Il giovedì successivo, due giorni dopo la sollevazione di Nea Smirni e la canea mediatica intorno al ferimento del poliziotto, oltre 12.000 persone partecipavano ad un nuovo corteo nel centro di Atene.

A Salonicco, la seconda città della Grecia la risposta allo sgombero del rettorato occupato, è stato un corteo enorme terminato con scontri con la polizia.
Nell’ultimo weekend sia nelle città che nei quartieri periferici di Atene ci sono state una miriade di manifestazioni contro la brutalità della polizia, che questa volta ha pensato bene di non farsi vedere.

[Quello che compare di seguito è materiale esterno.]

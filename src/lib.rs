//! Cinema API Library
//!
//! Backend for an online-cinema store: movie catalog, per-user carts, an
//! order lifecycle engine with idempotent payment confirmation, and a
//! payment-gateway adapter.
#![forbid(unsafe_code)]
#![deny(rust_2018_idioms)]
#![allow(elided_lifetimes_in_paths)]
#![warn(clippy::all, clippy::perf, clippy::dbg_macro)]

// Core modules
pub mod auth;
pub mod config;
pub mod db;
pub mod entities;
pub mod errors;
pub mod events;
pub mod handlers;
pub mod message_queue;
pub mod migrator;
pub mod openapi;
pub mod services;

use axum::{extract::State, response::Json, routing::get, Router};
use sea_orm::DatabaseConnection;
use serde::{Deserialize, Serialize};
use serde_json::{json, Value};
use std::sync::Arc;
use utoipa::ToSchema;

// App state definition
#[derive(Clone)]
pub struct AppState {
    pub db: Arc<DatabaseConnection>,
    pub config: Arc<config::AppConfig>,
    pub event_sender: events::EventSender,
    pub services: handlers::AppServices,
    pub redis: Arc<redis::Client>,
}

// Common query parameters for list endpoints
#[derive(Debug, Deserialize, ToSchema)]
pub struct ListQuery {
    #[serde(default = "default_page")]
    pub page: u64,
    #[serde(default = "default_limit")]
    pub limit: u64,
}

fn default_page() -> u64 {
    1
}
fn default_limit() -> u64 {
    20
}

// Common response wrappers
#[derive(Serialize, ToSchema)]
pub struct ApiResponse<T> {
    pub success: bool,
    pub data: Option<T>,
    pub message: Option<String>,
    pub errors: Option<Vec<String>>,
}

#[derive(Serialize, ToSchema)]
pub struct PaginatedResponse<T> {
    pub items: Vec<T>,
    pub total: u64,
    pub page: u64,
    pub limit: u64,
    pub total_pages: u64,
}

impl<T> ApiResponse<T> {
    pub fn success(data: T) -> Self {
        Self {
            success: true,
            data: Some(data),
            message: None,
            errors: None,
        }
    }

    pub fn error(message: String) -> Self {
        Self {
            success: false,
            data: None,
            message: Some(message),
            errors: None,
        }
    }
}

/// Standard API result type for JSON responses
pub type ApiResult<T> = Result<Json<ApiResponse<T>>, errors::ServiceError>;

// API v1 route composition
pub fn api_v1_routes() -> Router<AppState> {
    // Payment webhook (no auth; signature-verified)
    let payment_webhook = Router::new().route(
        "/payments/webhook",
        axum::routing::post(handlers::payment_webhooks::payment_webhook),
    );

    Router::new()
        // Status and health endpoints
        .route("/status", get(api_status))
        .route("/health", get(health_check))
        // Catalog
        .nest("/movies", handlers::movies_routes())
        // Cart of the authenticated user
        .nest("/cart", handlers::carts_routes())
        // Orders and the payment lifecycle
        .nest("/orders", handlers::orders_routes())
        // Payment history
        .nest("/payments", handlers::payments_routes())
        .merge(payment_webhook)
}

async fn api_status() -> Result<Json<ApiResponse<Value>>, errors::ServiceError> {
    let version = env!("CARGO_PKG_VERSION");
    let status_data = json!({
        "status": "ok",
        "version": version,
        "service": "cinema-api",
        "timestamp": chrono::Utc::now().to_rfc3339(),
        "environment": std::env::var("ENVIRONMENT").unwrap_or_else(|_| "development".to_string()),
    });

    Ok(Json(ApiResponse::success(status_data)))
}

async fn health_check(
    State(state): State<AppState>,
) -> Result<Json<ApiResponse<Value>>, errors::ServiceError> {
    // Check database connectivity
    let db_status = match state.db.ping().await {
        Ok(_) => "healthy",
        Err(_) => "unhealthy",
    };

    // Check Redis connectivity
    let redis_status = match state.redis.get_async_connection().await {
        Ok(mut conn) => match redis::cmd("PING").query_async::<_, String>(&mut conn).await {
            Ok(_) => "healthy",
            Err(_) => "unhealthy",
        },
        Err(_) => "unhealthy",
    };

    let health_data = json!({
        "status": if db_status == "healthy" { "healthy" } else { "unhealthy" },
        "checks": {
            "database": db_status,
            "cache": redis_status,
        },
        "timestamp": chrono::Utc::now().to_rfc3339(),
    });

    Ok(Json(ApiResponse::success(health_data)))
}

In Grecia le manifestazioni erano libere: con il pretesto della pandemia Mitsotakis ha introdotto l’obbligo di chiedere il permesso di manifestare. Sebbene nessuno abbia obbedito a questa imposizione, tuttavia sino a febbraio cortei e manifestazioni si erano sensibilmente ridotte. Lo sciopero di Koufontinas, la brutalità poliziesca, il peggiorare della situazione economica e sanitaria stanno innescando questa nuova ondata di proteste che minano la stabilità dell’esecutivo.
I prossimi mesi potrebbero essere cruciali. La sanità, sulla quale non è stato fatto nessun investimento è al collasso, le terapie intensive sono esaurite, si moltiplicano le agitazioni di medici e infermieri.
Il 17 marzo migliaia di lavoratori e lavoratrici della sanità hanno manifestato ad Atene e Salonicco.
Presto finirà la cassa integrazione in deroga, potrebbero partire i pignoramenti delle prime case, uno dei tanti attacchi alla vita dei poveri introdotti dal governo di Nea Democratia, che dovrà anche gestire una nuova rinegoziazione del debito con l’Unione Europea.
Mitsotakis e i suoi non avranno vita facile.